I am new to the forums so, please bare with me for providing the necessary details for getting the appropriate response(s).  I am trying to use Power Query to call a stored Oracle procedure.  This procedure has two parameters to pass.  A SYS_REFCURSOR and an integer.  The SYS_REFCURSOR is holding a recordset.  I need to be able to display that recordset so I can finish transforming the data from Power Query.  I appear to have made a successful call to the procedure by using the following approach:

 

declare

   io_cur SYS_REFCURSOR;

begin

   dbname.procedure(io_cur,123456);

end;

 

Power Query shows me a table with one column labeled "Records Affected" and one row with the value of 1.  From what I have been seing online, it appears I need to loop through the recordset to display all columns and rows.  Is that accurate?  If so, how do I do that?
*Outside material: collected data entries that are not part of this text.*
#[cfg(test)]
mod tests {
    use super::*;
    use crate::storage::SqliteStore;
    use crate::types::RunStatus;
    use std::fs;

    fn config(root: &Path) -> Config {
        let toml = format!(
            r#"
source_directory = "{root}/source"
review_directory = "{root}/review"
processed_directory = "{root}/processed"
log_file = "{root}/etl.log"
invalid_records_directory = "{root}/invalid"
dropped_duplicates_directory = "{root}/dropped"
tag = "expo"

[deduplication]
enable_fuzzy_matching = true
company_name_threshold = 90

[[data_source_profiles]]
name = "default"

[data_source_profiles.promotion_rules]
company_name = ["Company"]
phone_number = ["Phone"]
"#,
            root = root.display()
        );
        Config::from_toml_str(&toml).unwrap()
    }

    fn write_source(root: &Path, name: &str, content: &str) {
        let dir = root.join("source");
        fs::create_dir_all(&dir).unwrap();
        fs::write(dir.join(name), content).unwrap();
    }

    #[test]
    fn test_live_run_requires_store() {
        let dir = tempfile::tempdir().unwrap();
        let orchestrator = LoadOrchestrator::from_config(&config(dir.path()), RunMode::Live, true);
        assert!(matches!(
            orchestrator.run::<SqliteStore>(None),
            Err(EtlError::Config(_))
        ));
    }

    #[test]
    fn test_dry_run_without_store_uses_empty_index() {
        let dir = tempfile::tempdir().unwrap();
        write_source(dir.path(), "a.csv", "Company,Phone\nAcme,555-1\n");

        let orchestrator = LoadOrchestrator::from_config(&config(dir.path()), RunMode::DryRun, true);
        let summary = orchestrator.run::<SqliteStore>(None).unwrap();

        assert!(summary.run.is_none());
        assert_eq!(summary.total_accepted(), 1);
        assert_eq!(summary.total_persisted(), 0);
        assert_eq!(summary.index, DedupIndex::new());
        assert!(dir.path().join("source").join("a.csv").exists());
    }

    #[test]
    fn test_live_run_loads_archives_and_audits() {
        let dir = tempfile::tempdir().unwrap();
        write_source(dir.path(), "a.csv", "Company,Phone\nAcme,(555) 123-4567\nGlobex,555-000-1111\n");

        let mut store = SqliteStore::open_in_memory().unwrap();
        let orchestrator = LoadOrchestrator::from_config(&config(dir.path()), RunMode::Live, true);
        let summary = orchestrator.run(Some(&mut store)).unwrap();

        let run = summary.run.unwrap();
        assert_eq!(run.status, RunStatus::Completed);
        assert_eq!(run.contacts_added, 2);
        assert_eq!(run.files_processed, vec!["a.csv"]);
        assert_eq!(run.tag_used.as_deref(), Some("expo"));

        assert_eq!(store.count_contacts().unwrap(), 2);
        assert!(dir.path().join("processed").join("a.csv").exists());
        assert!(summary.index.contains_phone("5551234567"));

        let stored = store.run_by_id(run.id.unwrap()).unwrap().unwrap();
        assert_eq!(stored.status, RunStatus::Completed);
    }

    #[test]
    fn test_unreadable_file_is_skipped_without_failing_run() {
        let dir = tempfile::tempdir().unwrap();
        write_source(dir.path(), "a.csv", "Company,Phone\nAcme,1\n");
        write_source(dir.path(), "b.xlsx", "not really a workbook");

        let mut store = SqliteStore::open_in_memory().unwrap();
        let orchestrator = LoadOrchestrator::from_config(&config(dir.path()), RunMode::Live, true);
        let summary = orchestrator.run(Some(&mut store)).unwrap();

        assert_eq!(summary.failed_files(), vec!["b.xlsx"]);
        let run = summary.run.unwrap();
        assert_eq!(run.status, RunStatus::Completed);
        assert_eq!(run.files_processed, vec!["a.csv"]);
        assert!(dir.path().join("source").join("b.xlsx").exists());
    }

    #[test]
    fn test_sink_failure_fails_and_finalizes_run() {
        let dir = tempfile::tempdir().unwrap();
        write_source(dir.path(), "a.csv", "Company,Phone\n,1\n");
        // the invalid records directory cannot be created over a file
        fs::write(dir.path().join("invalid"), "occupied").unwrap();

        let mut store = SqliteStore::open_in_memory().unwrap();
        let orchestrator = LoadOrchestrator::from_config(&config(dir.path()), RunMode::Live, true);
        assert!(orchestrator.run(Some(&mut store)).is_err());

        let run = store.run_by_id(1).unwrap().unwrap();
        assert_eq!(run.status, RunStatus::Failed);
        assert!(run.finished_at.is_some());
    }
}
// Contact load pipeline: ingestion, processing, side sinks, and the orchestrator driving them

pub mod ingestion;
pub mod orchestrator;
pub mod processing;
pub mod sinks;

// Re-export key types for external use
pub use orchestrator::{FileReport, LoadOrchestrator, RunMode, RunSummary};
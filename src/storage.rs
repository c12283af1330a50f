use chrono::{DateTime, Utc};
use rusqlite::types::Type;
use rusqlite::{params, Connection, OpenFlags, OptionalExtension, Row};
use serde::de::DeserializeOwned;
use std::collections::BTreeSet;
use std::path::Path;
use tracing::{debug, info, warn};

use crate::constants::{CONTACTS_TABLE, PROFILES_TABLE, STATUS_ACTIVE, STATUS_USED};
use crate::error::{EtlError, Result};
use crate::pipeline::processing::profile::ProfileRegistry;
use crate::types::{CanonicalRecord, Contact, EtlRun, KnownContact, Profile, RunStatus};

const SCHEMA: &str = r#"
    PRAGMA foreign_keys = ON;
    CREATE TABLE IF NOT EXISTS contact_profiles (
        id             INTEGER PRIMARY KEY AUTOINCREMENT,
        profile_hash   TEXT NOT NULL UNIQUE,
        json_keys      TEXT NOT NULL,
        contact_count  INTEGER NOT NULL DEFAULT 1,
        created_at     TEXT NOT NULL
    );
    CREATE TABLE IF NOT EXISTS contacts (
        id                        INTEGER PRIMARY KEY AUTOINCREMENT,
        company_name              TEXT NOT NULL,
        url                       TEXT,
        phone_number              TEXT UNIQUE,
        is_b2b                    INTEGER,
        industry                  TEXT,
        customer_target_segments  TEXT,
        additional_info           TEXT NOT NULL DEFAULT '{}',
        tags                      TEXT NOT NULL DEFAULT '[]',
        status                    TEXT NOT NULL DEFAULT 'active',
        last_used                 TEXT,
        profile_id                INTEGER REFERENCES contact_profiles(id),
        created_at                TEXT NOT NULL,
        updated_at                TEXT NOT NULL
    );
    CREATE TABLE IF NOT EXISTS etl_runs (
        id               INTEGER PRIMARY KEY AUTOINCREMENT,
        status           TEXT NOT NULL,
        tag_used         TEXT,
        files_processed  TEXT NOT NULL DEFAULT '[]',
        contacts_added   INTEGER NOT NULL DEFAULT 0,
        started_at       TEXT NOT NULL,
        finished_at      TEXT
    );
"#;

const CONTACT_COLUMNS: &str = "id, company_name, url, phone_number, is_b2b, industry, \
     customer_target_segments, additional_info, tags, status, last_used, profile_id, \
     created_at, updated_at";

/// Persistence operations the load pipeline depends on
pub trait ContactStore {
    /// Identity columns of every persisted contact, used to seed dedup
    fn known_contacts(&self) -> Result<Vec<KnownContact>>;

    /// Insert a batch of accepted records, assigning each its profile.
    /// All-or-nothing: on error nothing from the batch is kept.
    fn persist_batch(&mut self, records: &[CanonicalRecord]) -> Result<usize>;

    /// Open an audit record in the `running` state
    fn start_run(&mut self, tag: Option<&str>) -> Result<EtlRun>;

    /// Write the terminal state of a run
    fn finish_run(&mut self, run: &EtlRun) -> Result<()>;
}

/// SQLite-backed contact store
pub struct SqliteStore {
    conn: Connection,
}

impl SqliteStore {
    /// Open (or create) the database file and ensure the schema exists
    pub fn open<P: AsRef<Path>>(path: P) -> Result<Self> {
        let path = path.as_ref();
        if let Some(parent) = path.parent().filter(|p| !p.as_os_str().is_empty()) {
            std::fs::create_dir_all(parent)?;
        }
        let conn = Connection::open(path)?;
        Self::with_connection(conn)
    }

    /// Open the store named by a `DATABASE_URL` value. Accepts a plain path
    /// or a `sqlite://` / `sqlite:` prefixed one.
    pub fn open_url(database_url: &str) -> Result<Self> {
        let path = url_path(database_url);
        if path == ":memory:" {
            return Self::open_in_memory();
        }
        Self::open(path)
    }

    /// Open an existing store without creating files or schema.
    /// Returns `None` when the database file does not exist.
    pub fn open_url_read_only(database_url: &str) -> Result<Option<Self>> {
        let path = url_path(database_url);
        if path == ":memory:" {
            return Self::open_in_memory().map(Some);
        }
        if !Path::new(path).is_file() {
            debug!("No database file at {}", path);
            return Ok(None);
        }
        let conn = Connection::open_with_flags(
            path,
            OpenFlags::SQLITE_OPEN_READ_ONLY | OpenFlags::SQLITE_OPEN_NO_MUTEX,
        )?;
        Ok(Some(Self { conn }))
    }

    pub fn open_in_memory() -> Result<Self> {
        Self::with_connection(Connection::open_in_memory()?)
    }

    fn with_connection(conn: Connection) -> Result<Self> {
        conn.execute_batch(SCHEMA)?;
        Ok(Self { conn })
    }

    pub fn connection(&self) -> &Connection {
        &self.conn
    }

    // Reporting

    /// Most recently created contacts first
    pub fn recent_contacts(&self, limit: usize) -> Result<Vec<Contact>> {
        let sql = format!(
            "SELECT {CONTACT_COLUMNS} FROM contacts ORDER BY created_at DESC, id DESC LIMIT ?1"
        );
        let mut stmt = self.conn.prepare(&sql)?;
        let contacts = stmt
            .query_map(params![limit as i64], map_contact)?
            .collect::<rusqlite::Result<Vec<_>>>()?;
        Ok(contacts)
    }

    pub fn all_contacts(&self) -> Result<Vec<Contact>> {
        let sql = format!("SELECT {CONTACT_COLUMNS} FROM contacts ORDER BY id");
        let mut stmt = self.conn.prepare(&sql)?;
        let contacts = stmt
            .query_map([], map_contact)?
            .collect::<rusqlite::Result<Vec<_>>>()?;
        Ok(contacts)
    }

    pub fn contact_by_id(&self, id: i64) -> Result<Option<Contact>> {
        let sql = format!("SELECT {CONTACT_COLUMNS} FROM contacts WHERE id = ?1");
        let contact = self
            .conn
            .query_row(&sql, params![id], map_contact)
            .optional()?;
        Ok(contact)
    }

    pub fn contact_by_phone(&self, phone: &str) -> Result<Option<Contact>> {
        let sql = format!("SELECT {CONTACT_COLUMNS} FROM contacts WHERE phone_number = ?1");
        let contact = self
            .conn
            .query_row(&sql, params![phone], map_contact)
            .optional()?;
        Ok(contact)
    }

    pub fn count_contacts(&self) -> Result<usize> {
        let count: i64 = self
            .conn
            .query_row("SELECT COUNT(*) FROM contacts", [], |row| row.get(0))?;
        Ok(count as usize)
    }

    /// Profiles, most used first
    pub fn profiles(&self) -> Result<Vec<Profile>> {
        ProfileRegistry::new(&self.conn).list()
    }

    pub fn run_by_id(&self, id: i64) -> Result<Option<EtlRun>> {
        let run = self
            .conn
            .query_row(
                "SELECT id, status, tag_used, files_processed, contacts_added, started_at, finished_at
                 FROM etl_runs WHERE id = ?1",
                params![id],
                map_run,
            )
            .optional()?;
        Ok(run)
    }

    // Maintenance

    /// Count how many of `phones` belong to a persisted contact
    pub fn count_by_phones(&self, phones: &BTreeSet<String>) -> Result<usize> {
        let mut stmt = self
            .conn
            .prepare("SELECT COUNT(*) FROM contacts WHERE phone_number = ?1")?;
        let mut found = 0usize;
        for phone in phones {
            let count: i64 = stmt.query_row(params![phone], |row| row.get(0))?;
            found += count as usize;
        }
        Ok(found)
    }

    /// Mark contacts as used and append `tag` to their tags, skipping
    /// contacts that already carry it. One transaction for the whole set.
    pub fn mark_used(&mut self, phones: &BTreeSet<String>, tag: &str) -> Result<usize> {
        let now = Utc::now().to_rfc3339();
        let tx = self.conn.transaction()?;
        let mut updated = 0usize;
        {
            let mut stmt = tx.prepare(
                "UPDATE contacts
                 SET status = ?1,
                     last_used = ?2,
                     updated_at = ?2,
                     tags = json_insert(tags, '$[#]', ?3)
                 WHERE phone_number = ?4
                   AND NOT EXISTS (SELECT 1 FROM json_each(contacts.tags) WHERE json_each.value = ?3)",
            )?;
            for phone in phones {
                let changed = stmt.execute(params![STATUS_USED, now, tag, phone])?;
                if changed > 0 {
                    debug!("Marked contact with phone {} as used", phone);
                }
                updated += changed;
            }
        }
        tx.commit()?;
        Ok(updated)
    }

    /// Delete every contact and profile. Run history is kept.
    pub fn reset(&mut self) -> Result<()> {
        let tx = self.conn.transaction()?;
        warn!("Deleting all records from '{}' table...", CONTACTS_TABLE);
        tx.execute("DELETE FROM contacts", [])?;
        warn!("Deleting all records from '{}' table...", PROFILES_TABLE);
        tx.execute("DELETE FROM contact_profiles", [])?;
        tx.commit()?;
        Ok(())
    }
}

impl ContactStore for SqliteStore {
    fn known_contacts(&self) -> Result<Vec<KnownContact>> {
        let mut stmt = self
            .conn
            .prepare("SELECT company_name, phone_number FROM contacts")?;
        let contacts = stmt
            .query_map([], |row| {
                Ok(KnownContact {
                    company_name: row.get(0)?,
                    phone_number: row.get(1)?,
                })
            })?
            .collect::<rusqlite::Result<Vec<_>>>()?;
        debug!("Loaded {} known contacts", contacts.len());
        Ok(contacts)
    }

    fn persist_batch(&mut self, records: &[CanonicalRecord]) -> Result<usize> {
        if records.is_empty() {
            return Ok(0);
        }

        let now = Utc::now().to_rfc3339();
        let tx = self.conn.transaction()?;
        {
            let registry = ProfileRegistry::new(&tx);
            let mut insert = tx.prepare(
                "INSERT INTO contacts (
                    company_name, url, phone_number, is_b2b, industry, customer_target_segments,
                    additional_info, tags, status, profile_id, created_at, updated_at
                 ) VALUES (?1, ?2, ?3, ?4, ?5, ?6, ?7, ?8, ?9, ?10, ?11, ?11)",
            )?;

            for record in records {
                let company_name = record.company_name.as_deref().ok_or_else(|| {
                    EtlError::Persistence("refusing to insert a contact without a company name".to_string())
                })?;
                let profile_id = registry.assign(&record.json_keys())?;

                insert.execute(params![
                    company_name,
                    record.url,
                    record.phone_number,
                    record.is_b2b,
                    record.industry,
                    record.customer_target_segments,
                    serde_json::to_string(&record.additional_info)?,
                    serde_json::to_string(&record.tags)?,
                    STATUS_ACTIVE,
                    profile_id,
                    now,
                ])?;
            }
        }
        tx.commit()?;

        info!("Inserted {} contacts", records.len());
        Ok(records.len())
    }

    fn start_run(&mut self, tag: Option<&str>) -> Result<EtlRun> {
        let mut run = EtlRun::new(tag.map(str::to_string));
        self.conn.execute(
            "INSERT INTO etl_runs (status, tag_used, files_processed, contacts_added, started_at)
             VALUES (?1, ?2, ?3, 0, ?4)",
            params![
                run.status.as_str(),
                run.tag_used,
                serde_json::to_string(&run.files_processed)?,
                run.started_at.to_rfc3339()
            ],
        )?;
        run.id = Some(self.conn.last_insert_rowid());
        info!("Started ETL run {:?}", run.id);
        Ok(run)
    }

    fn finish_run(&mut self, run: &EtlRun) -> Result<()> {
        let id = run
            .id
            .ok_or_else(|| EtlError::Persistence("cannot finish a run that was never started".to_string()))?;

        let changed = self.conn.execute(
            "UPDATE etl_runs
             SET status = ?1, files_processed = ?2, contacts_added = ?3, finished_at = ?4
             WHERE id = ?5",
            params![
                run.status.as_str(),
                serde_json::to_string(&run.files_processed)?,
                run.contacts_added as i64,
                run.finished_at.map(|t| t.to_rfc3339()),
                id
            ],
        )?;
        if changed == 0 {
            return Err(EtlError::Persistence(format!("ETL run {id} does not exist")));
        }
        info!("ETL run {} finished with status '{}'", id, run.status);
        Ok(())
    }
}

fn map_contact(row: &Row<'_>) -> rusqlite::Result<Contact> {
    Ok(Contact {
        id: row.get(0)?,
        company_name: row.get(1)?,
        url: row.get(2)?,
        phone_number: row.get(3)?,
        is_b2b: row.get(4)?,
        industry: row.get(5)?,
        customer_target_segments: row.get(6)?,
        additional_info: decode_json(row.get(7)?)?,
        tags: decode_json(row.get(8)?)?,
        status: row.get(9)?,
        last_used: row
            .get::<_, Option<String>>(10)?
            .map(parse_timestamp)
            .transpose()?,
        profile_id: row.get(11)?,
        created_at: parse_timestamp(row.get(12)?)?,
        updated_at: parse_timestamp(row.get(13)?)?,
    })
}

fn map_run(row: &Row<'_>) -> rusqlite::Result<EtlRun> {
    let status: String = row.get(1)?;
    let status = status
        .parse::<RunStatus>()
        .map_err(|e| rusqlite::Error::FromSqlConversionFailure(1, Type::Text, e.to_string().into()))?;
    let contacts_added: i64 = row.get(4)?;

    Ok(EtlRun::restore(
        row.get(0)?,
        status,
        row.get(2)?,
        decode_json(row.get(3)?)?,
        contacts_added.max(0) as usize,
        parse_timestamp(row.get(5)?)?,
        row.get::<_, Option<String>>(6)?
            .map(parse_timestamp)
            .transpose()?,
    ))
}

/// Strip the optional `sqlite:` scheme from a `DATABASE_URL` value
fn url_path(database_url: &str) -> &str {
    database_url
        .strip_prefix("sqlite://")
        .or_else(|| database_url.strip_prefix("sqlite:"))
        .unwrap_or(database_url)
}

/// Decode a JSON text column
pub(crate) fn decode_json<T: DeserializeOwned>(text: String) -> rusqlite::Result<T> {
    serde_json::from_str(&text)
        .map_err(|e| rusqlite::Error::FromSqlConversionFailure(0, Type::Text, Box::new(e)))
}

/// Decode an RFC 3339 timestamp column
pub(crate) fn parse_timestamp(text: String) -> rusqlite::Result<DateTime<Utc>> {
    DateTime::parse_from_rfc3339(&text)
        .map(|t| t.with_timezone(&Utc))
        .map_err(|e| rusqlite::Error::FromSqlConversionFailure(0, Type::Text, Box::new(e)))
}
I'm still a beginner with SQL and am new to Oracle so, forgive me, if you feel I should know the answer to that question after getting this far.  😛   Examples I have seen of people looping through recordsets in a refcursor are confusing to me and/or appear to be a solution that will be vary labor intensive for me, as the data output could have as many as 100 columns.  Is there no way to just "select" (if you will) all of the data from the refcursor and be done with it?  

 

Any assistance someone can provide would be greatly appreciated.  Thank whomever attempts to help in advance for your prompt attention to this.

2 REPLIES 2
dax
Community Support
Community Support

Hi @JGCPQ , 

It seems that you want to get loop result, right? Could you get this from Oracle query? If not, I suggest you could try to write loop query by Oracle query, then you could execute this in power query which will return all results. I suggest you could post this in Oracle forum where you will get more professional suggestions in query part.

Best Regards,
Zoe Zhi

If this post helps, then please consider Accept it as the solution to help the other members find it more quickly.

Hi @dax ,

 

Thanks for responding.  Can you confirm whether or not that is my only solution at this point?  To loop through the contents of the refcursor in order to get my desired output?  Might there be another way?  The thought crossed my mind to reach out to the Oracle community (which I will, at this point), but I was interested in whether or not there may be another way that I am missing.